▸ **Your instructions**: Would you please copy every line from the records that contains the word "PathRejection"?
---------------
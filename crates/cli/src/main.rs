//! Replenish CLI - Refresh the replenishment workbook from Shopify.
//!
//! # Usage
//!
//! ```bash
//! # Fill OnHand..LastSync for the SKUs in InventoryLive
//! replenish inventory
//!
//! # Rewrite ProductsExport from the catalog
//! replenish export
//!
//! # List the store's location names
//! replenish locations
//!
//! # Use another workbook directory
//! replenish --workbook ./sheets inventory
//! ```
//!
//! # Environment Variables
//!
//! See `replenish_sync::config` for the Shopify and workbook settings. In
//! addition:
//!
//! - `RUST_LOG` - Log filter (default: `replenish_sync=info,replenish_cli=info`)
//! - `REPLENISH_LOG_JSON` - Emit JSON logs when set
//! - `SENTRY_DSN` - Report warnings and errors to Sentry when set
//! - `SENTRY_ENVIRONMENT` - Sentry environment name

#![cfg_attr(not(test), forbid(unsafe_code))]

use std::path::PathBuf;

use clap::{Parser, Subcommand};
use sentry::integrations::tracing as sentry_tracing;
use tracing_subscriber::{layer::SubscriberExt, util::SubscriberInitExt};

mod commands;

use commands::CommandError;

#[derive(Parser)]
#[command(name = "replenish")]
#[command(author, version, about = "Replenishment workbook jobs for Shopify")]
struct Cli {
    /// Directory holding the workbook sheets (overrides `REPLENISH_WORKBOOK_DIR`)
    #[arg(long, global = true, value_name = "DIR")]
    workbook: Option<PathBuf>,

    #[command(subcommand)]
    command: Commands,
}

#[derive(Subcommand)]
enum Commands {
    /// Refresh quantities in the InventoryLive sheet
    Inventory,
    /// Rewrite the ProductsExport sheet from the catalog
    Export,
    /// List the store's location names
    Locations,
}

/// Initialize Sentry error tracking and return guard that must be kept alive.
fn init_sentry() -> Option<sentry::ClientInitGuard> {
    let dsn = std::env::var("SENTRY_DSN").ok().filter(|dsn| !dsn.is_empty())?;

    let guard = sentry::init((
        dsn,
        sentry::ClientOptions {
            release: sentry::release_name!(),
            environment: std::env::var("SENTRY_ENVIRONMENT")
                .ok()
                .map(std::borrow::Cow::Owned),
            attach_stacktrace: true,
            ..Default::default()
        },
    ));

    Some(guard)
}

/// Filter tracing events to Sentry event types.
fn sentry_event_filter(metadata: &tracing::Metadata<'_>) -> sentry_tracing::EventFilter {
    match *metadata.level() {
        tracing::Level::ERROR | tracing::Level::WARN => sentry_tracing::EventFilter::Event,
        tracing::Level::INFO | tracing::Level::DEBUG => sentry_tracing::EventFilter::Breadcrumb,
        _ => sentry_tracing::EventFilter::Ignore,
    }
}

fn init_tracing() {
    let env_filter = tracing_subscriber::EnvFilter::try_from_default_env()
        .unwrap_or_else(|_| "replenish_sync=info,replenish_cli=info".into());

    let json = std::env::var("REPLENISH_LOG_JSON").is_ok();
    let json_layer = json.then(|| tracing_subscriber::fmt::layer().json().flatten_event(true));
    let text_layer = (!json).then(tracing_subscriber::fmt::layer);

    tracing_subscriber::registry()
        .with(env_filter)
        .with(json_layer)
        .with(text_layer)
        .with(sentry_tracing::layer().event_filter(sentry_event_filter))
        .init();
}

#[tokio::main(flavor = "current_thread")]
async fn main() {
    dotenvy::dotenv().ok();

    // Sentry must be initialized before the tracing subscriber
    let sentry_guard = init_sentry();
    init_tracing();

    let cli = Cli::parse();

    if let Err(e) = run(cli).await {
        tracing::error!("Command failed: {e}");
        drop(sentry_guard);
        std::process::exit(1);
    }
}

async fn run(cli: Cli) -> Result<(), CommandError> {
    let mut config = replenish_sync::SyncConfig::from_env()?;
    if let Some(dir) = cli.workbook {
        config.workbook_dir = dir;
    }

    match cli.command {
        Commands::Inventory => commands::inventory::run(&config).await?,
        Commands::Export => commands::export::run(&config).await?,
        Commands::Locations => commands::locations::run(&config).await?,
    }
    Ok(())
}
//! Subcommand implementations.

pub mod export;
pub mod inventory;
pub mod locations;

use replenish_sync::{ConfigError, ShopifyError, SyncError};
use thiserror::Error;

/// Errors that end a command with exit code 1.
#[derive(Debug, Error)]
pub enum CommandError {
    #[error("Configuration error: {0}")]
    Config(#[from] ConfigError),

    #[error(transparent)]
    Sync(#[from] SyncError),

    #[error(transparent)]
    Shopify(#[from] ShopifyError),
}
//! Session API endpoints.

use axum::extract::State;

use super::{success, ApiResult};
use crate::models::{GroupFilter, SessionInfo};
use crate::AppState;

/// GET /api/session - Get session metadata.
pub async fn get_session(State(state): State<AppState>) -> ApiResult<SessionInfo> {
    let info = state.session.info().await;
    let revision_id = info.revision_id;
    success(info, revision_id)
}

/// GET /api/blood-groups - List the selectable blood group filters.
pub async fn list_blood_groups(State(state): State<AppState>) -> ApiResult<Vec<GroupFilter>> {
    let revision_id = state.session.revision_id().await;
    success(GroupFilter::options(), revision_id)
}
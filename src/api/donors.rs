//! Donor API endpoints.

use axum::extract::{rejection::PathRejection, Path, State};

use super::{error, rejected, success, ApiResult};
use crate::errors::AppError;
use crate::models::Donor;
use crate::AppState;

/// GET /api/donors - List all donors.
pub async fn list_donors(State(state): State<AppState>) -> ApiResult<Vec<Donor>> {
    let (donors, revision_id) = state.session.donors().await;
    success(donors, revision_id)
}

/// GET /api/donors/:id - Get a single donor.
pub async fn get_donor(
    State(state): State<AppState>,
    path: Result<Path<u64>, PathRejection>,
) -> ApiResult<Donor> {
    let id = match path {
        Ok(Path(id)) => id,
        Err(e) => return rejected(&state, e).await,
    };

    match state.session.donor(id).await {
        (Some(donor), revision_id) => success(donor, revision_id),
        (None, revision_id) => error(
            AppError::NotFound(format!("Donor {} not found", id)),
            revision_id,
        ),
    }
}
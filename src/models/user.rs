//! User record as served by the upstream placeholder directory.

use serde::{Deserialize, Serialize};

/// A user from the upstream directory. Fields beyond these are ignored.
#[derive(Debug, Clone, PartialEq, Eq, Serialize, Deserialize)]
pub struct User {
    pub id: u64,
    pub name: String,
    pub address: Address,
}

/// Postal address of a user; only the city is consumed.
#[derive(Debug, Clone, PartialEq, Eq, Serialize, Deserialize)]
pub struct Address {
    pub city: String,
}

#[cfg(test)]
mod tests {
    use super::*;
    use serde_json::json;

    #[test]
    fn test_user_ignores_extra_fields() {
        let user: User = serde_json::from_value(json!({
            "id": 1,
            "name": "Leanne Graham",
            "username": "Bret",
            "email": "Sincere@april.biz",
            "address": {
                "street": "Kulas Light",
                "city": "Gwenborough",
                "zipcode": "92998-3874"
            }
        }))
        .unwrap();

        assert_eq!(user.id, 1);
        assert_eq!(user.name, "Leanne Graham");
        assert_eq!(user.address.city, "Gwenborough");
    }

    #[test]
    fn test_user_rejects_missing_city() {
        let result = serde_json::from_value::<User>(json!({
            "id": 2,
            "name": "Ervin Howell",
            "address": {}
        }));
        assert!(result.is_err());
    }

    #[test]
    fn test_user_rejects_negative_id() {
        let result = serde_json::from_value::<User>(json!({
            "id": -4,
            "name": "Nobody",
            "address": { "city": "Nowhere" }
        }));
        assert!(result.is_err());
    }
}
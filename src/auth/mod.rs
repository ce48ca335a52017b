//! Optional pre-shared-key authentication for the `/api` routes.
//!
//! Keys are compared in constant time.

use axum::{
    extract::Request,
    http::{header, HeaderMap},
    middleware::Next,
    response::{IntoResponse, Response},
};
use subtle::ConstantTimeEq;

use crate::errors::{AppError, AppErrorWithRevision};

/// Header name for the API key.
pub const API_KEY_HEADER: &str = "x-api-key";

/// Reject requests that do not carry the configured key. No key configured means open access.
pub async fn require_api_key(expected_psk: Option<String>, request: Request, next: Next) -> Response {
    let Some(expected) = expected_psk else {
        return next.run(request).await;
    };

    let matched = provided_key(request.headers()).map(|key| keys_match(key, &expected));

    match matched {
        Some(true) => next.run(request).await,
        Some(false) => unauthorized("Invalid API key"),
        None => unauthorized("Missing API key"),
    }
}

/// The key from `x-api-key`, falling back to an `Authorization: Bearer` token.
fn provided_key(headers: &HeaderMap) -> Option<&str> {
    headers
        .get(API_KEY_HEADER)
        .and_then(|v| v.to_str().ok())
        .or_else(|| {
            headers
                .get(header::AUTHORIZATION)
                .and_then(|v| v.to_str().ok())
                .and_then(|s| s.strip_prefix("Bearer "))
        })
}

fn keys_match(provided: &str, expected: &str) -> bool {
    provided.as_bytes().ct_eq(expected.as_bytes()).into()
}

fn unauthorized(message: &str) -> Response {
    AppErrorWithRevision {
        error: AppError::Unauthorized(message.to_string()),
        revision_id: 0,
    }
    .into_response()
}
//! Per-session record of donors that have had help requested.

use std::collections::BTreeMap;

use serde::{Deserialize, Serialize};

/// Donor id to requested flag. An id present is always `true`; entries are never removed.
#[derive(Debug, Clone, Default, PartialEq, Eq, Serialize, Deserialize)]
#[serde(transparent)]
pub struct RequestStatus(BTreeMap<u64, bool>);

impl RequestStatus {
    pub fn new() -> Self {
        Self::default()
    }

    /// Whether help has been requested for the donor.
    pub fn is_requested(&self, donor_id: u64) -> bool {
        self.0.get(&donor_id).copied().unwrap_or(false)
    }

    /// A copy of this status with `donor_id` marked as requested.
    pub fn with_requested(&self, donor_id: u64) -> Self {
        let mut entries = self.0.clone();
        entries.insert(donor_id, true);
        Self(entries)
    }

    pub fn len(&self) -> usize {
        self.0.len()
    }

    pub fn is_empty(&self) -> bool {
        self.0.is_empty()
    }
}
---------------
▸ **Answer section**:
use axum::extract::{rejection::PathRejection, Path, State};
    path: Result<Path<u64>, PathRejection>,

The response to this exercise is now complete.